● **What is expected**:
Below are records; how many of their lines hold the string "city"? Reply with nothing but the number.

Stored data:
——————

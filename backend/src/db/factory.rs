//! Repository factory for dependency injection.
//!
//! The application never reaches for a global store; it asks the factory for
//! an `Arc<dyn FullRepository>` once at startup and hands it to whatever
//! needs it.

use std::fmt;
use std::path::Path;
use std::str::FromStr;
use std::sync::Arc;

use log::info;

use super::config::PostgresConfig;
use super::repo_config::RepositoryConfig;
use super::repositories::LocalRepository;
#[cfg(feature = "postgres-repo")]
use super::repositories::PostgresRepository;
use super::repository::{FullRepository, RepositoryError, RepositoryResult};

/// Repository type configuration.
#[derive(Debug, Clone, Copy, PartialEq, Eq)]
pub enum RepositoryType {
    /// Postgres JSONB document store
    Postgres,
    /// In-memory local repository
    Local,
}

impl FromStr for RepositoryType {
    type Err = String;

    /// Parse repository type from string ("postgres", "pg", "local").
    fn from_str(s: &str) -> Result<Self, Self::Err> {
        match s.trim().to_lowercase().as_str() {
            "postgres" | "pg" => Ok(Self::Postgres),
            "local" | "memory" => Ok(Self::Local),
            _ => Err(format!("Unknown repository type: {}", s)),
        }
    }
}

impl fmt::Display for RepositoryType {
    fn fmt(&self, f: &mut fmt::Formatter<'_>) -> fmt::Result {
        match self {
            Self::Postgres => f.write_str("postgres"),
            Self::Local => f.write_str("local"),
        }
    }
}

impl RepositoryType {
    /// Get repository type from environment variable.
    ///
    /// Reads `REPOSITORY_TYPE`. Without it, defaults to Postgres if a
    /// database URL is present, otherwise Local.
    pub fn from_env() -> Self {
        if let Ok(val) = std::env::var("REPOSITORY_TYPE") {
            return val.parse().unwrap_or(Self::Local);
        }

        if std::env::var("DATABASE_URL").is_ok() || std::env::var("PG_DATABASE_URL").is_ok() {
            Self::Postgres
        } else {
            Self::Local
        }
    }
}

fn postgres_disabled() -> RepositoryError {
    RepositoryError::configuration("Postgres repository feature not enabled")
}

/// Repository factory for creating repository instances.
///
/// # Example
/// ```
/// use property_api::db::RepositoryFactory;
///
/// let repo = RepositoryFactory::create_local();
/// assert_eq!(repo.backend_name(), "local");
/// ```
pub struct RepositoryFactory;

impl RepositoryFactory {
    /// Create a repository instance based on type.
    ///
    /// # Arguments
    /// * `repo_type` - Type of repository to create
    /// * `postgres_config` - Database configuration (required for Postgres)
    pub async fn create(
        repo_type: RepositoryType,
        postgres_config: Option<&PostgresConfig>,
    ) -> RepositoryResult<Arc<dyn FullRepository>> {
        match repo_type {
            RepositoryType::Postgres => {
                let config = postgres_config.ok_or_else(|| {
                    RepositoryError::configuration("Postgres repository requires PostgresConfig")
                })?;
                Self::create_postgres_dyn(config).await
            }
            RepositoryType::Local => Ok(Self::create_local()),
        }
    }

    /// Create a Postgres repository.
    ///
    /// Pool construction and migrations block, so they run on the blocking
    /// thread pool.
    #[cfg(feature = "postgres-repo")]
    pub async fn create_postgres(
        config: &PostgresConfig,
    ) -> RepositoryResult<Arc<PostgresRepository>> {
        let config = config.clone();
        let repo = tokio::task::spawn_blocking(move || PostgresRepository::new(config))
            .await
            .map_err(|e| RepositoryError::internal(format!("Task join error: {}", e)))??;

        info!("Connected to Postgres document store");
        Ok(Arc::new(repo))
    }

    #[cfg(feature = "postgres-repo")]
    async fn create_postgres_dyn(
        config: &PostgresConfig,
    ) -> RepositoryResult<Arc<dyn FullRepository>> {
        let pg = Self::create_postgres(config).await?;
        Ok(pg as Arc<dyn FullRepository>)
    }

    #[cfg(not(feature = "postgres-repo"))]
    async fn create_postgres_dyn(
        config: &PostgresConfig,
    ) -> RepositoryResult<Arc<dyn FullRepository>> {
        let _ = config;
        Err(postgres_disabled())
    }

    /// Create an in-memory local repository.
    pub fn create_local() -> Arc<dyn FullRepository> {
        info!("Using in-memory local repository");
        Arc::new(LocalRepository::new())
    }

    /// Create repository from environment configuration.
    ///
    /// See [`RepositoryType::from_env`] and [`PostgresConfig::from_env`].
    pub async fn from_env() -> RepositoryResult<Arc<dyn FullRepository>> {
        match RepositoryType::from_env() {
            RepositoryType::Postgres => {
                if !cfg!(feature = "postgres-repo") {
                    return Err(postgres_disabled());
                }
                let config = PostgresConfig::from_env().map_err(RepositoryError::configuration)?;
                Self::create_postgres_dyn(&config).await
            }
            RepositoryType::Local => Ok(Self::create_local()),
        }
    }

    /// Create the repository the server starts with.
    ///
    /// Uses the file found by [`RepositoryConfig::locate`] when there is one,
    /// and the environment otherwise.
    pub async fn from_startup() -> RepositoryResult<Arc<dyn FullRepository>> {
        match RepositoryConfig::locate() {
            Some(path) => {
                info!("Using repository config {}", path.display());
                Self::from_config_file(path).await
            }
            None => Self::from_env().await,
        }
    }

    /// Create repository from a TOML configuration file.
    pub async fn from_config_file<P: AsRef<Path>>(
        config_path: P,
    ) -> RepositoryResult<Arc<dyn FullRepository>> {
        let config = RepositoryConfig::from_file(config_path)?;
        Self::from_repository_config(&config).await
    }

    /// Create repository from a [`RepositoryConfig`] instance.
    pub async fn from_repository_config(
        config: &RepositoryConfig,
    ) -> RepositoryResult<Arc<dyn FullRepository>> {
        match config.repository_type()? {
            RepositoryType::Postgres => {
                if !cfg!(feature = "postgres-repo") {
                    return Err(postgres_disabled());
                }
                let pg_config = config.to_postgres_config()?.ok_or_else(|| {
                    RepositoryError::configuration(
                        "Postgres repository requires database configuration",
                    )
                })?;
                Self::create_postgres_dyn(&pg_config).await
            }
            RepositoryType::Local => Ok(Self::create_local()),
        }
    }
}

——————

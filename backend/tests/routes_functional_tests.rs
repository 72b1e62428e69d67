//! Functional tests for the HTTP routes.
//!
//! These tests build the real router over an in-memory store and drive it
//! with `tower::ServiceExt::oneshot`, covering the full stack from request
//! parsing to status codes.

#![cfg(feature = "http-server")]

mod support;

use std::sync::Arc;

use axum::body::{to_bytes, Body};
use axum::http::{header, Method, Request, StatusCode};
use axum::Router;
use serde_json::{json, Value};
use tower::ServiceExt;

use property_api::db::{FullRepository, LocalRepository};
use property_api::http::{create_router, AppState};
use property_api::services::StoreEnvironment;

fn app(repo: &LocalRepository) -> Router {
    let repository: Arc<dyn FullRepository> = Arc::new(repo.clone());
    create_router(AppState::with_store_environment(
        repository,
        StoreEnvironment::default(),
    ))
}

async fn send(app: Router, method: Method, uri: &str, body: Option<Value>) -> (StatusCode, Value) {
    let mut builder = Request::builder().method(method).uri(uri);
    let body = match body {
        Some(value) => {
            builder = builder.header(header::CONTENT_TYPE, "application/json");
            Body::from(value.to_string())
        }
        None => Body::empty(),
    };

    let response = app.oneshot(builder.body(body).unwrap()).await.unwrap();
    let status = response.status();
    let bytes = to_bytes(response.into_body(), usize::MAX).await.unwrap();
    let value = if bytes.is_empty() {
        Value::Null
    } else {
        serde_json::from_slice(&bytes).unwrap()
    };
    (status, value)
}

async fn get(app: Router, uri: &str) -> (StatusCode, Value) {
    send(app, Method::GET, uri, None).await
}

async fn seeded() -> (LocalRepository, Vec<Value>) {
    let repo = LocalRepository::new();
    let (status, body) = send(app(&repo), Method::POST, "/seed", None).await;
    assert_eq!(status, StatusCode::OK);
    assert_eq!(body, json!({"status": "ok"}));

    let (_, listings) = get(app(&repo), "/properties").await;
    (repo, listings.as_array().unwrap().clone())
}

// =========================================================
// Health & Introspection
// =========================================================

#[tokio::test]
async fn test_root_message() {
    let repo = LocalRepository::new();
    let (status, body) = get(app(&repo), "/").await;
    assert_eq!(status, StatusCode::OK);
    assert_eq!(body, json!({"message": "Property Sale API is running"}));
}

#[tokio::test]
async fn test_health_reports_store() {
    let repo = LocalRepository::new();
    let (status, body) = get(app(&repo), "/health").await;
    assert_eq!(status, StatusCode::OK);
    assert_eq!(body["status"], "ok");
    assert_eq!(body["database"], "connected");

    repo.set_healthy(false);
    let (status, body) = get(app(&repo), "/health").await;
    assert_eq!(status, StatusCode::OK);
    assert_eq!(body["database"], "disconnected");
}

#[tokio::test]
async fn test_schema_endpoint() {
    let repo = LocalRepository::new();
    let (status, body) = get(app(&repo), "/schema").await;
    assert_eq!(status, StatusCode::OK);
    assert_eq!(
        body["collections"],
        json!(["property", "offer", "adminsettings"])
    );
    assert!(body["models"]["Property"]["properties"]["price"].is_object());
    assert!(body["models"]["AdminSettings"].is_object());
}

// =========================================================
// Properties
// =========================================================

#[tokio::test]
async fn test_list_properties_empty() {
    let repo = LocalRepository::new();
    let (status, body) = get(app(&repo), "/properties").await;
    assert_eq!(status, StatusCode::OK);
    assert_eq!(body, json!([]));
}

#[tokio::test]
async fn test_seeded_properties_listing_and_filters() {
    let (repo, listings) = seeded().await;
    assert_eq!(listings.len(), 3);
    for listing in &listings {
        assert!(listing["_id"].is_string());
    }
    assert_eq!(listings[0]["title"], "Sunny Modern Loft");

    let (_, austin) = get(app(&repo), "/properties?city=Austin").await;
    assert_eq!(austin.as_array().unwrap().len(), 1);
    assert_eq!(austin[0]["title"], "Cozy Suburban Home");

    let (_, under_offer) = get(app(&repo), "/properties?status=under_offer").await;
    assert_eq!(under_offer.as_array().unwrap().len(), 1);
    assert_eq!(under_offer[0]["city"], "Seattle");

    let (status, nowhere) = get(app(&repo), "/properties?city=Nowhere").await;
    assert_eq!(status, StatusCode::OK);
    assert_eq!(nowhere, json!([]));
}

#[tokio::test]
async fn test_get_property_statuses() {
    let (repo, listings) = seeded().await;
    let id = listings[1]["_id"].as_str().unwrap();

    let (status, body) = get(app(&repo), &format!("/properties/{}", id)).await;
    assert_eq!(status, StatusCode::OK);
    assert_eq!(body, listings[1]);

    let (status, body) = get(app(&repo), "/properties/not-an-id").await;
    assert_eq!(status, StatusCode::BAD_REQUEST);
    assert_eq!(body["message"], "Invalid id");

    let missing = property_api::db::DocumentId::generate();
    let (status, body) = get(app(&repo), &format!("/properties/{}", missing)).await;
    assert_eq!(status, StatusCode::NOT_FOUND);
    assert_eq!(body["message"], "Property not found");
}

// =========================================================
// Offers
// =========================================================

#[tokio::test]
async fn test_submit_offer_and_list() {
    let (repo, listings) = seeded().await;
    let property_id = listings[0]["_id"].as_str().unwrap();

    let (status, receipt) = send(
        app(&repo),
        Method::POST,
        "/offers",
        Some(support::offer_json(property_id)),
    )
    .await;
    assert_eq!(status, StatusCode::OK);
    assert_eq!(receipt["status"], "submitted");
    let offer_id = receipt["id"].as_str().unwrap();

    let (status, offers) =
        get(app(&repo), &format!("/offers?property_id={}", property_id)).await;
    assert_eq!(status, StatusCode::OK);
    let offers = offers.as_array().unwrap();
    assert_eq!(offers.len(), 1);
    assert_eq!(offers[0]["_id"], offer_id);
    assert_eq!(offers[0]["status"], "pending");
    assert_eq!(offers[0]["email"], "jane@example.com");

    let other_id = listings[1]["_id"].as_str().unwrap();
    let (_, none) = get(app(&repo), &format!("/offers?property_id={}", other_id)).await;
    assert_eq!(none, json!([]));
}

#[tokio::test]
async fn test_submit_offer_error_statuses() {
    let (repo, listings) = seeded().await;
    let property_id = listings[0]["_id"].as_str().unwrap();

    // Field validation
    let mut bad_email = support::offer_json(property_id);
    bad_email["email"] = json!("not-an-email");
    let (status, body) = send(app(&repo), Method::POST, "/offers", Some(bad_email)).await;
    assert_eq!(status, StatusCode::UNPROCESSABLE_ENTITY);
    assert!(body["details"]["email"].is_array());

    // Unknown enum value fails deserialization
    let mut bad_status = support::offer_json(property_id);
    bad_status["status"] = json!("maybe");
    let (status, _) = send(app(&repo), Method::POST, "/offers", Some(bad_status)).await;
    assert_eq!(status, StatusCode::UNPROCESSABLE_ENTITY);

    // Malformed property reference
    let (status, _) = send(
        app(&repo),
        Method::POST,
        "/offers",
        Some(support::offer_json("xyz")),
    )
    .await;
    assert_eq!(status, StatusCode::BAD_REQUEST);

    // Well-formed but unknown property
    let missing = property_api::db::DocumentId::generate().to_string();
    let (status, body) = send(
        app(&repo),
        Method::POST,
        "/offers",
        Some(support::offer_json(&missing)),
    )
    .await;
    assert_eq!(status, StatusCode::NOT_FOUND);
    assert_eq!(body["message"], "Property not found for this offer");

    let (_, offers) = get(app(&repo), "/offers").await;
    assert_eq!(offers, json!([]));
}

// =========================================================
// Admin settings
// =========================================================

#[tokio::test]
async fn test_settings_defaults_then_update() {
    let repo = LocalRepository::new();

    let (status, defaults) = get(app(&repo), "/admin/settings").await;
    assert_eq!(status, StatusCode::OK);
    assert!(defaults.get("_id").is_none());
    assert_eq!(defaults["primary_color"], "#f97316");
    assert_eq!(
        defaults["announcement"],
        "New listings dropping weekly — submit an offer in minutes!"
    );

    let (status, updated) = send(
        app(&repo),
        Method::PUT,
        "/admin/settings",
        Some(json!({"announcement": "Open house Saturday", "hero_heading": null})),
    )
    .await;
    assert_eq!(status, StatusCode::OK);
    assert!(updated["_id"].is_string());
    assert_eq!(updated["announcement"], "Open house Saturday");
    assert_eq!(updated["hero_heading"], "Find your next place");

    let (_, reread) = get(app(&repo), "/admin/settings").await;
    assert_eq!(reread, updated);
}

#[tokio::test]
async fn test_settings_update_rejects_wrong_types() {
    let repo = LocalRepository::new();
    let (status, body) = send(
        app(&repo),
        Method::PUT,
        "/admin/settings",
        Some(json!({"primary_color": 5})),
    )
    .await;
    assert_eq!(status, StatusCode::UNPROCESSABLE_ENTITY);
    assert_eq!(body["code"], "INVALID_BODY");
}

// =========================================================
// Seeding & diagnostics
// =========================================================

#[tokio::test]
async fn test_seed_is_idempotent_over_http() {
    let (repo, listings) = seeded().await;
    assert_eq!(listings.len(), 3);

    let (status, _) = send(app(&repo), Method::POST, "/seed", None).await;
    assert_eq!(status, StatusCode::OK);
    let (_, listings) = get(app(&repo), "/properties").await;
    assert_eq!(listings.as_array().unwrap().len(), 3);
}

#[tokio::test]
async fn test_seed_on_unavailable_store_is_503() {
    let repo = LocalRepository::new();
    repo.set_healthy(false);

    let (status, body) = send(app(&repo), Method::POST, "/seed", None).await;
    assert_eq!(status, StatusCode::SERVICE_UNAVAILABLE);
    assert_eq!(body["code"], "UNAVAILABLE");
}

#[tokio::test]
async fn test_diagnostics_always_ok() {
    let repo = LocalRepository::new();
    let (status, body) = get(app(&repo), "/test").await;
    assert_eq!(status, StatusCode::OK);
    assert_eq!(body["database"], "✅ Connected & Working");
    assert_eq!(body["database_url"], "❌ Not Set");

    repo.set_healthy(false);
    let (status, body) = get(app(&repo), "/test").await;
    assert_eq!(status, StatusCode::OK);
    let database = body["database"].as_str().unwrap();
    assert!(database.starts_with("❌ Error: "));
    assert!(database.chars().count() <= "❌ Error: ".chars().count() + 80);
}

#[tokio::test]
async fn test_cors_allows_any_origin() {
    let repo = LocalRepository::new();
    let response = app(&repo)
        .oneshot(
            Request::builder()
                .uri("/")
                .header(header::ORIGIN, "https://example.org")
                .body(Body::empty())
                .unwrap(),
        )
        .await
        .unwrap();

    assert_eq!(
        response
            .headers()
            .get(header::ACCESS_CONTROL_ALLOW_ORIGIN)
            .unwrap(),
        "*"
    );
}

——————

● **Output for this task**:
3